EXERCISE: After locating the line that contains "pub struct LocaleTable" in the records below, write out exactly that line and each line after it through the one that contains "native, short, og)|", and nothing else.

[Start of Attachment]

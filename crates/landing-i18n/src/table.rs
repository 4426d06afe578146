use std::fmt;

#[cfg(feature = "serde")]
use serde::{Deserialize, Serialize};

use crate::error::LocaleTableError;

/// Tag of the locale served from the site root.
pub const DEFAULT_LOCALE: &str = "en";

const BUILTIN: &[(&str, &str, &str, &str, &str)] = &[
    ("en", "English", "English", "EN", "en_US"),
    ("zh-Hans", "Chinese Simplified", "简体中文", "简", "zh_CN"),
    ("zh-Hant", "Chinese Traditional", "繁體中文", "繁", "zh_TW"),
    ("ja", "Japanese", "日本語", "JA", "ja_JP"),
    ("ko", "Korean", "한국어", "KO", "ko_KR"),
    ("fr", "French", "Français", "FR", "fr_FR"),
    ("de", "German", "Deutsch", "DE", "de_DE"),
    ("es", "Spanish", "Español", "ES", "es_ES"),
    ("pt", "Portuguese", "Português", "PT", "pt_BR"),
    ("it", "Italian", "Italiano", "IT", "it_IT"),
    ("ru", "Russian", "Русский", "RU", "ru_RU"),
    ("hi", "Hindi", "हिन्दी", "HI", "hi_IN"),
    ("id", "Indonesian", "Indonesia", "ID", "id_ID"),
    ("vi", "Vietnamese", "Tiếng Việt", "VI", "vi_VN"),
];

/// A supported locale tag.
///
/// Values are only handed out by a [`LocaleTable`], so holding a `Locale`
/// means the tag is a member of the table it came from.
///
/// ```compile_fail
/// use landing_i18n::LocaleInfo;
///
/// let forged = LocaleInfo::new("../../etc/passwd", "x").locale();
/// ```
#[derive(Debug, Clone, PartialEq, Eq, Hash)]
#[cfg_attr(feature = "serde", derive(Serialize))]
#[cfg_attr(feature = "serde", serde(transparent))]
pub struct Locale(String);

impl Locale {
    pub(crate) fn new(tag: impl Into<String>) -> Self {
        Self(tag.into())
    }

    pub fn as_str(&self) -> &str {
        &self.0
    }
}

impl fmt::Display for Locale {
    fn fmt(&self, f: &mut fmt::Formatter<'_>) -> fmt::Result {
        f.pad(&self.0)
    }
}

impl AsRef<str> for Locale {
    fn as_ref(&self) -> &str {
        &self.0
    }
}

impl PartialEq<str> for Locale {
    fn eq(&self, other: &str) -> bool {
        self.0 == other
    }
}

impl PartialEq<&str> for Locale {
    fn eq(&self, other: &&str) -> bool {
        self.0 == *other
    }
}

/// Display metadata for one supported locale.
#[derive(Debug, Clone, PartialEq, Eq)]
#[cfg_attr(feature = "serde", derive(Serialize, Deserialize))]
pub struct LocaleInfo {
    pub tag: String,
    pub name: String,
    #[cfg_attr(feature = "serde", serde(default))]
    pub native_name: Option<String>,
    #[cfg_attr(feature = "serde", serde(default))]
    pub short_label: Option<String>,
    #[cfg_attr(feature = "serde", serde(default))]
    pub og_locale: Option<String>,
}

impl LocaleInfo {
    pub fn new(tag: impl Into<String>, name: impl Into<String>) -> Self {
        Self {
            tag: tag.into(),
            name: name.into(),
            native_name: None,
            short_label: None,
            og_locale: None,
        }
    }

    pub fn with_native_name(mut self, native_name: impl Into<String>) -> Self {
        self.native_name = Some(native_name.into());
        self
    }

    pub fn with_short_label(mut self, short_label: impl Into<String>) -> Self {
        self.short_label = Some(short_label.into());
        self
    }

    pub fn with_og_locale(mut self, og_locale: impl Into<String>) -> Self {
        self.og_locale = Some(og_locale.into());
        self
    }

    pub fn native_name(&self) -> &str {
        self.native_name.as_deref().unwrap_or(&self.name)
    }

    /// Label shown on the collapsed language button; defaults to the first two
    /// characters of the tag, uppercased.
    pub fn short_label(&self) -> String {
        match &self.short_label {
            Some(label) => label.clone(),
            None => self.tag.chars().take(2).collect::<String>().to_uppercase(),
        }
    }

    pub fn og_locale(&self) -> &str {
        self.og_locale.as_deref().unwrap_or("en_US")
    }

    pub(crate) fn locale(&self) -> Locale {
        Locale::new(self.tag.clone())
    }
}

/// Ordered set of supported locales plus the one served from the root.
#[derive(Debug, Clone, PartialEq, Eq)]
pub struct LocaleTable {
    entries: Vec<LocaleInfo>,
    default: usize,
}

impl LocaleTable {
    pub fn new(entries: Vec<LocaleInfo>, default_tag: &str) -> Result<Self, LocaleTableError> {
        if entries.is_empty() {
            return Err(LocaleTableError::Empty);
        }
        for (index, entry) in entries.iter().enumerate() {
            let tag = entry.tag.trim();
            if tag.is_empty() {
                return Err(LocaleTableError::BlankTag { index });
            }
            let segment_safe = tag.chars().all(|ch| ch.is_ascii_alphanumeric() || ch == '-');
            if tag != entry.tag || !segment_safe {
                return Err(LocaleTableError::InvalidTag {
                    tag: entry.tag.clone(),
                });
            }
            if entries[..index]
                .iter()
                .any(|prior| prior.tag.eq_ignore_ascii_case(tag))
            {
                return Err(LocaleTableError::Duplicate {
                    tag: entry.tag.clone(),
                });
            }
        }
        let default = entries
            .iter()
            .position(|entry| entry.tag == default_tag)
            .ok_or_else(|| LocaleTableError::MissingDefault {
                tag: default_tag.to_string(),
            })?;
        Ok(Self { entries, default })
    }

    /// The fourteen locales the landing sites ship with, `en` at the root.
    pub fn builtin() -> Self {
        let entries = BUILTIN
            .iter()
            .map(|(tag, name, native, short, og)| {
                LocaleInfo::new(*tag, *name)
                    .with_native_name(*native)
                    .with_short_label(*short)
                    .with_og_locale(*og)
            })
            .collect();
        Self {
            entries,
            default: 0,
        }
    }

    pub fn default_locale(&self) -> Locale {
        self.entries[self.default].locale()
    }

    pub fn is_default(&self, locale: &Locale) -> bool {
        self.entries[self.default].tag == locale.as_str()
    }

    /// Exact, case-sensitive lookup.
    pub fn get(&self, tag: &str) -> Option<Locale> {
        self.entries
            .iter()
            .find(|entry| entry.tag == tag)
            .map(LocaleInfo::locale)
    }

    /// ASCII case-insensitive lookup, as BCP-47 tags compare.
    pub fn find_ignore_case(&self, tag: &str) -> Option<Locale> {
        self.entries
            .iter()
            .find(|entry| entry.tag.eq_ignore_ascii_case(tag))
            .map(LocaleInfo::locale)
    }

    pub fn info(&self, locale: &Locale) -> Option<&LocaleInfo> {
        self.entries
            .iter()
            .find(|entry| entry.tag == locale.as_str())
    }

    pub fn iter(&self) -> impl Iterator<Item = &LocaleInfo> {
        self.entries.iter()
    }

    pub fn len(&self) -> usize {
        self.entries.len()
    }

    pub fn is_empty(&self) -> bool {
        self.entries.is_empty()
    }
}

impl Default for LocaleTable {
    fn default() -> Self {
        Self::builtin()
    }
}

#[cfg(test)]
mod tests {
    use super::*;

    #[test]
    fn builtin_table_keeps_order_and_default() {
        let table = LocaleTable::builtin();
        assert_eq!(table.len(), 14);
        assert_eq!(table.default_locale(), "en");
        let tags: Vec<&str> = table.iter().map(|entry| entry.tag.as_str()).collect();
        assert_eq!(&tags[..4], &["en", "zh-Hans", "zh-Hant", "ja"]);
        assert_eq!(tags.last(), Some(&"vi"));
    }

    #[test]
    fn lookups_respect_case_rules() {
        let table = LocaleTable::builtin();
        assert!(table.get("zh-hans").is_none());
        assert_eq!(table.get("zh-Hans").unwrap(), "zh-Hans");
        assert_eq!(table.find_ignore_case("ZH-HANS").unwrap(), "zh-Hans");
    }

    #[test]
    fn info_defaults_fill_missing_metadata() {
        let info = LocaleInfo::new("nl", "Dutch");
        assert_eq!(info.native_name(), "Dutch");
        assert_eq!(info.short_label(), "NL");
        assert_eq!(info.og_locale(), "en_US");
        let builtin = LocaleTable::builtin();
        let zh = builtin.get("zh-Hant").unwrap();
        assert_eq!(builtin.info(&zh).unwrap().short_label(), "繁");
    }

    #[test]
    fn new_rejects_invalid_tables() {
        assert_eq!(
            LocaleTable::new(Vec::new(), "en"),
            Err(LocaleTableError::Empty)
        );
        assert_eq!(
            LocaleTable::new(vec![LocaleInfo::new("fr", "French")], "en"),
            Err(LocaleTableError::MissingDefault {
                tag: "en".to_string()
            })
        );
        assert_eq!(
            LocaleTable::new(
                vec![LocaleInfo::new("en", "English"), LocaleInfo::new("EN", "Dup")],
                "en"
            ),
            Err(LocaleTableError::Duplicate {
                tag: "EN".to_string()
            })
        );
        assert_eq!(
            LocaleTable::new(vec![LocaleInfo::new(" ", "Blank")], "en"),
            Err(LocaleTableError::BlankTag { index: 0 })
        );
        assert_eq!(
            LocaleTable::new(vec![LocaleInfo::new("en/us", "Bad")], "en/us"),
            Err(LocaleTableError::InvalidTag {
                tag: "en/us".to_string()
            })
        );
    }

    #[test]
    fn path_like_tags_never_become_locales() {
        for tag in ["../../etc/passwd", "..", "ja.html", "zh_TW", "ko?x=1"] {
            let entries = vec![LocaleInfo::new("en", "English"), LocaleInfo::new(tag, "x")];
            assert_eq!(
                LocaleTable::new(entries, "en"),
                Err(LocaleTableError::InvalidTag {
                    tag: tag.to_string()
                })
            );
        }
        let table = LocaleTable::builtin();
        assert!(table.get("../../etc/passwd").is_none());
        assert!(table.find_ignore_case("..").is_none());
    }

    #[test]
    fn custom_default_is_honoured() {
        let table = LocaleTable::new(
            vec![LocaleInfo::new("en", "English"), LocaleInfo::new("ja", "Japanese")],
            "ja",
        )
        .unwrap();
        assert_eq!(table.default_locale(), "ja");
        assert!(table.is_default(&table.get("ja").unwrap()));
    }
}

[End of Attachment]

RESPONSE AREA:
pub struct LocaleTable {
    entries: Vec<LocaleInfo>,
    default: usize,
}

impl LocaleTable {
    pub fn new(entries: Vec<LocaleInfo>, default_tag: &str) -> Result<Self, LocaleTableError> {
        if entries.is_empty() {
            return Err(LocaleTableError::Empty);
        }
        for (index, entry) in entries.iter().enumerate() {
            let tag = entry.tag.trim();
            if tag.is_empty() {
                return Err(LocaleTableError::BlankTag { index });
            }
            let segment_safe = tag.chars().all(|ch| ch.is_ascii_alphanumeric() || ch == '-');
            if tag != entry.tag || !segment_safe {
                return Err(LocaleTableError::InvalidTag {
                    tag: entry.tag.clone(),
                });
            }
            if entries[..index]
                .iter()
                .any(|prior| prior.tag.eq_ignore_ascii_case(tag))
            {
                return Err(LocaleTableError::Duplicate {
                    tag: entry.tag.clone(),
                });
            }
        }
        let default = entries
            .iter()
            .position(|entry| entry.tag == default_tag)
            .ok_or_else(|| LocaleTableError::MissingDefault {
                tag: default_tag.to_string(),
            })?;
        Ok(Self { entries, default })
    }

    /// The fourteen locales the landing sites ship with, `en` at the root.
    pub fn builtin() -> Self {
        let entries = BUILTIN
            .iter()
            .map(|(tag, name, native, short, og)| {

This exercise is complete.